Modern marketing of prescription drugs began in 1997. In 1900, the American Medical Association (AMA) tried to stop the advertising of drugs with magical claims... things that would sound something like... Maddame Turner's Magic Healing Elixir. The AMA urged medical journals not to publish ads that "advertised directly to laity." The American Medical Association recognized that these drugs were too specialized and complicated for laymen to understand without their doctor.

It was a practice that stood in place for almost a century. After a 1983 British ad about ibuprofen, the FDA saw the potential for danger and conducted a study about television ads about medicine and their affect on viewers. They found that even listing the side effects... for many people, the commercial was a reassurance... a reaffirmation of approval... not a warning against. So, the FDA said that drugs ads could be done, HOWEVER... the ad must list all side effects and conditions VERBATIM.

Whatever the warnings that were printed on the packaging, they must be read in their entirety during the commercial. So, as of 1983, it was legal, but with that restriction, noone ran commercials. The FDA would then compromise on what were called "reminder" ads. If you ran a commercial about a prescription drug, but you didn't tell what that drug was suppose to cure, you didn't have to tell what the side effects could be. It was purely a "reminder." Putting the name of the drug in your mind. Only a few years ago, it was not uncommon to see ambiguous drug commercials showing happy people... running through fields... or skipping and whistling through a meadow... but the commercial didn't tell you why they were now happy. That is a reminder ad.


Doctors started getting flooded with calls from their patients about drugs they didn't need, because they didn't know what they were. That type of impulse response alone should be red flag about marketing pharmaceuticals.

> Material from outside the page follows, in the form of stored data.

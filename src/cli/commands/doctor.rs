//! Doctor command - verify system requirements and configuration.

use crate::cli::Output;
use crate::config::Settings;
use console::style;
use std::process::Command;

/// Check result for a single item.
#[derive(Debug)]
struct CheckResult {
    name: String,
    status: CheckStatus,
    message: String,
    hint: Option<String>,
}

#[derive(Debug, PartialEq)]
enum CheckStatus {
    Ok,
    Warning,
    Error,
}

impl CheckResult {
    fn ok(name: &str, message: &str) -> Self {
        Self {
            name: name.to_string(),
            status: CheckStatus::Ok,
            message: message.to_string(),
            hint: None,
        }
    }

    fn warning(name: &str, message: &str, hint: &str) -> Self {
        Self {
            name: name.to_string(),
            status: CheckStatus::Warning,
            message: message.to_string(),
            hint: Some(hint.to_string()),
        }
    }

    fn error(name: &str, message: &str, hint: &str) -> Self {
        Self {
            name: name.to_string(),
            status: CheckStatus::Error,
            message: message.to_string(),
            hint: Some(hint.to_string()),
        }
    }

    fn print(&self) {
        let icon = match self.status {
            CheckStatus::Ok => style("✓").green(),
            CheckStatus::Warning => style("!").yellow(),
            CheckStatus::Error => style("✗").red(),
        };

        println!("  {} {} - {}", icon, style(&self.name).bold(), self.message);

        if let Some(hint) = &self.hint {
            println!("    {} {}", style("→").dim(), style(hint).dim());
        }
    }
}

/// Run all diagnostic checks.
pub fn run_doctor(settings: &Settings) -> anyhow::Result<()> {
    Output::header("Sporre Doctor");
    println!();
    println!("Checking system requirements and configuration...\n");

    let mut checks = Vec::new();

    println!("{}", style("External Tools").bold());
    let tool_check = check_ytdlp();
    tool_check.print();
    checks.push(tool_check);

    println!();

    println!("{}", style("API Configuration").bold());
    let key_checks = vec![
        check_api_key("OPENAI_API_KEY", "embeddings and answer generation"),
        check_api_key("YOUTUBE_API_KEY", "video metadata enrichment"),
        check_api_key("COHERE_API_KEY", "context reranking"),
    ];
    for check in &key_checks {
        check.print();
    }
    checks.extend(key_checks);

    println!();

    println!("{}", style("Directories").bold());
    let dir_checks = check_directories(settings);
    for check in &dir_checks {
        check.print();
    }
    checks.extend(dir_checks);

    println!();

    println!("{}", style("Configuration").bold());
    let config_check = check_config_file();
    config_check.print();
    checks.push(config_check);

    println!();

    let errors = checks.iter().filter(|c| c.status == CheckStatus::Error).count();
    let warnings = checks.iter().filter(|c| c.status == CheckStatus::Warning).count();

    if errors > 0 {
        Output::error(&format!(
            "{} error(s) found. Please fix them before using Sporre.",
            errors
        ));
        std::process::exit(1);
    } else if warnings > 0 {
        Output::warning(&format!("All checks passed with {} warning(s).", warnings));
    } else {
        Output::success("All checks passed! Sporre is ready to use.");
    }

    Ok(())
}

/// Check that yt-dlp is installed and runs.
fn check_ytdlp() -> CheckResult {
    let hint = if cfg!(target_os = "macos") {
        "Install with: brew install yt-dlp"
    } else if cfg!(target_os = "linux") {
        "Install with: pip install yt-dlp (or your package manager)"
    } else {
        "Install from: https://github.com/yt-dlp/yt-dlp"
    };

    match Command::new("yt-dlp").arg("--version").output() {
        Ok(output) if output.status.success() => {
            let version = String::from_utf8_lossy(&output.stdout)
                .lines()
                .next()
                .unwrap_or("installed")
                .trim()
                .to_string();
            CheckResult::ok("yt-dlp", &version)
        }
        Ok(_) => CheckResult::error("yt-dlp", "installed but not working", hint),
        Err(e) if e.kind() == std::io::ErrorKind::NotFound => {
            CheckResult::error("yt-dlp", "not found", hint)
        }
        Err(e) => CheckResult::error("yt-dlp", &format!("error: {}", e), hint),
    }
}

/// Check that an API key environment variable is set and non-empty.
fn check_api_key(var: &str, used_for: &str) -> CheckResult {
    match std::env::var(var) {
        Ok(key) if !key.is_empty() => {
            let masked = if key.len() > 8 {
                format!("{}...{}", &key[..4], &key[key.len() - 4..])
            } else {
                "configured".to_string()
            };
            CheckResult::ok(var, &format!("configured ({})", masked))
        }
        _ => CheckResult::warning(
            var,
            "not set",
            &format!("Needed for {}. Set with: export {}='...'", used_for, var),
        ),
    }
}

/// Check data directories and databases.
fn check_directories(settings: &Settings) -> Vec<CheckResult> {
    let mut results = Vec::new();

    let data_dir = settings.data_dir();
    if data_dir.exists() {
        results.push(CheckResult::ok(
            "Data directory",
            &format!("{}", data_dir.display()),
        ));
    } else {
        results.push(CheckResult::warning(
            "Data directory",
            &format!("{} (will be created)", data_dir.display()),
            "Directory will be created on first use",
        ));
    }

    for (name, path) in [
        ("Embedding index", settings.index_path()),
        ("Ingestion records", settings.records_path()),
    ] {
        if path.exists() {
            results.push(CheckResult::ok(name, &format!("{}", path.display())));
        } else {
            results.push(CheckResult::warning(
                name,
                &format!("{} (not created yet)", path.display()),
                "Database will be created on first ingest",
            ));
        }
    }

    results
}

/// Check if config file exists.
fn check_config_file() -> CheckResult {
    let config_path = Settings::default_config_path();
    if config_path.exists() {
        CheckResult::ok("Config file", &format!("{}", config_path.display()))
    } else {
        CheckResult::warning(
            "Config file",
            "using defaults",
            "Create with: sporre config show > config.toml",
        )
    }
}

#[cfg(test)]
mod tests {
    use super::*;

    #[test]
    fn test_check_result_ok_has_no_hint() {
        let result = CheckResult::ok("test", "passed");
        assert_eq!(result.status, CheckStatus::Ok);
        assert!(result.hint.is_none());
    }

    #[test]
    fn test_check_result_error_keeps_hint() {
        let result = CheckResult::error("test", "failed", "fix it");
        assert_eq!(result.status, CheckStatus::Error);
        assert_eq!(result.hint, Some("fix it".to_string()));
    }
}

August 12th, 1997... the FDA revised its guidelines. TV and radio commercials could give details about their drugs without giving the full details of side effects. They were now only required to give some level of warning as you will hear (spedily recited) at the end of drug commercials these days. Prior to the change, it was impossible for them to run a commercial in less than 60 seconds reading all the warnings from the prescription package label. Now the warnings, which were abbreviated, could now be given in consumer friendly speak, rather than pharmaceutical verbage.

Not surprisingly, prescription drug use has skyrocketed in recent years (blogged about that recently). With more marketing creating more prescription drug users... were we undermedicated in the early 1990's...? or are overmedicated today? What percentage of these drug users are people taking medicines they truly didn't need, but pressed their doctor until their doctor allowed them the drug the requested?